[Collected data entries]
* * * * * * * * *

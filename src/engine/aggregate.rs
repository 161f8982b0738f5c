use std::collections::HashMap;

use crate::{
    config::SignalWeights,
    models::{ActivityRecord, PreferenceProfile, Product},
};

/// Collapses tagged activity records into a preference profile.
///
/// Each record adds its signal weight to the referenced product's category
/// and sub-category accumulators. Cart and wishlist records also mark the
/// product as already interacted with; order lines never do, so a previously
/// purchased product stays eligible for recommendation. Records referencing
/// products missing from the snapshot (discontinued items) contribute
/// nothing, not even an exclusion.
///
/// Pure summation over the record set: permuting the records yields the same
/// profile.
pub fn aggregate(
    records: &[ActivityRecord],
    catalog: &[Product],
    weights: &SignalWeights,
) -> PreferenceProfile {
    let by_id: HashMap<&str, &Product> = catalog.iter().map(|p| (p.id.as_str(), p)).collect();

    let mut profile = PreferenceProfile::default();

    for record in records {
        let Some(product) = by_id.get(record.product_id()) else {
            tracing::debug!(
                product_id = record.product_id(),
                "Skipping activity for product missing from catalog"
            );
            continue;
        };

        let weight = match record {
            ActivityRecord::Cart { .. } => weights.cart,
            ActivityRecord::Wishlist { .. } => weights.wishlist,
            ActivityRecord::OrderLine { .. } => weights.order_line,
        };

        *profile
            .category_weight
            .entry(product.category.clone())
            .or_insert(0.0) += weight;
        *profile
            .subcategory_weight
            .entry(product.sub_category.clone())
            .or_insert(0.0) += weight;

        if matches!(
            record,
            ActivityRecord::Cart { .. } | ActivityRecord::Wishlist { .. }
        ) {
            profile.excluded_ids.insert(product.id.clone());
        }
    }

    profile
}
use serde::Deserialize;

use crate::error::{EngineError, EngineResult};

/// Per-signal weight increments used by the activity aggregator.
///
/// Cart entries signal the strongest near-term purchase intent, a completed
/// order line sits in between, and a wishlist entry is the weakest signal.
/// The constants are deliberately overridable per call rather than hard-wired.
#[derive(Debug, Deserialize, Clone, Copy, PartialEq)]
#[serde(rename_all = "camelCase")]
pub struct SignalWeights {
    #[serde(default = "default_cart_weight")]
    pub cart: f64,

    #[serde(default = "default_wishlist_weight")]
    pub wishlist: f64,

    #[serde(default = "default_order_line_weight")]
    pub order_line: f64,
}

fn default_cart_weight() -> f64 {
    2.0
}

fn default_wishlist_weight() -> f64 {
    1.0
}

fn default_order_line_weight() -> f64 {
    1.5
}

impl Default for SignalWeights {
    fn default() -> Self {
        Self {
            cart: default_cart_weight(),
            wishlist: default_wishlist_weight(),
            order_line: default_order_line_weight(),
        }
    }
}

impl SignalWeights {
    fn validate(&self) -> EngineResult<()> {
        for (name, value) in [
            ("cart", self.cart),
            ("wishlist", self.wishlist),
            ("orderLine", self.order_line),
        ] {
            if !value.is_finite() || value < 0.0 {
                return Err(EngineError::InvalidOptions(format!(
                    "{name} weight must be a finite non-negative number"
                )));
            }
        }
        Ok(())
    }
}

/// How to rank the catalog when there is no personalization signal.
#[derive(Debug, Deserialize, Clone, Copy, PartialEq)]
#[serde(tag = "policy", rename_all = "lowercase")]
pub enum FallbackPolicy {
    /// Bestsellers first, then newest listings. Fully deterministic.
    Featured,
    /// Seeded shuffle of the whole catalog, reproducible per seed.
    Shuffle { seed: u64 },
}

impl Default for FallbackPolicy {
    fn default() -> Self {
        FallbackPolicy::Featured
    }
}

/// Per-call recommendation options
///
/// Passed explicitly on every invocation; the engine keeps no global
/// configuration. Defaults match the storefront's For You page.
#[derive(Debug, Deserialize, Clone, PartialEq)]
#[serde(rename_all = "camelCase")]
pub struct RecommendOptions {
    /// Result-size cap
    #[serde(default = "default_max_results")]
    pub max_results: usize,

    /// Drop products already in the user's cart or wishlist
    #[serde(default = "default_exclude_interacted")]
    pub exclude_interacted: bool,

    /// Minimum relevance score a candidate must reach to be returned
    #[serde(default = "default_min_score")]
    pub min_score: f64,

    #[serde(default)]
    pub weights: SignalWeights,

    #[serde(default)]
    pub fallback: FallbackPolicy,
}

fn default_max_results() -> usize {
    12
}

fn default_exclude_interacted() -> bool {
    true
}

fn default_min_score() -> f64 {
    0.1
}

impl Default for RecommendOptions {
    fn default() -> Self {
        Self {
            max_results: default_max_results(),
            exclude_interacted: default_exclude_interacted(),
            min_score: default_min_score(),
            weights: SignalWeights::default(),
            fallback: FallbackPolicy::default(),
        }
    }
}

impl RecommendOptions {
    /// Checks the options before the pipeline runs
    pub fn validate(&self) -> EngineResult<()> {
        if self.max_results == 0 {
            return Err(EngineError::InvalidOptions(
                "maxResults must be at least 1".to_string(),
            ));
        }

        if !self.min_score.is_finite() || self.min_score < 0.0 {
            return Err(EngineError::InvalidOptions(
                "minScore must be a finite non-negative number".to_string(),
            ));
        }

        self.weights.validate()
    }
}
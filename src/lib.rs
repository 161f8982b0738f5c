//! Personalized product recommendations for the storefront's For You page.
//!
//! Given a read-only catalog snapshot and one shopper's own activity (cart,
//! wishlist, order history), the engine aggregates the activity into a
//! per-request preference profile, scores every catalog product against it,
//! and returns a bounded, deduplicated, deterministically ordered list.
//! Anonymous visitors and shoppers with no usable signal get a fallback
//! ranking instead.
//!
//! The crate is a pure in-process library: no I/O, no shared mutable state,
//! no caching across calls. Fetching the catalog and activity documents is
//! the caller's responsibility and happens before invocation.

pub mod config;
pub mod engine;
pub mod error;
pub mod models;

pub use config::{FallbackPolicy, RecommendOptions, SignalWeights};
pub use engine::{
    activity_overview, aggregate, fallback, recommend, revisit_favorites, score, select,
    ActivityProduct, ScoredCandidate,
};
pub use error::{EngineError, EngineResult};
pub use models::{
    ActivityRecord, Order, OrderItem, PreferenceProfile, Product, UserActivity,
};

* * * * * * * * *

REQUIRED WORK -
Could you output, exactly and with nothing else, the lines from the start of the records through the line containing "referenced product's category"?

RESPONSE -
filename src/engine/aggregate.rs
repository 161f8982b0738f5c
use std::collections::HashMap;

use crate::{
    config::SignalWeights,
    models::{ActivityRecord, PreferenceProfile, Product},
};

/// Collapses tagged activity records into a preference profile.
///
/// Each record adds its signal weight to the referenced product's category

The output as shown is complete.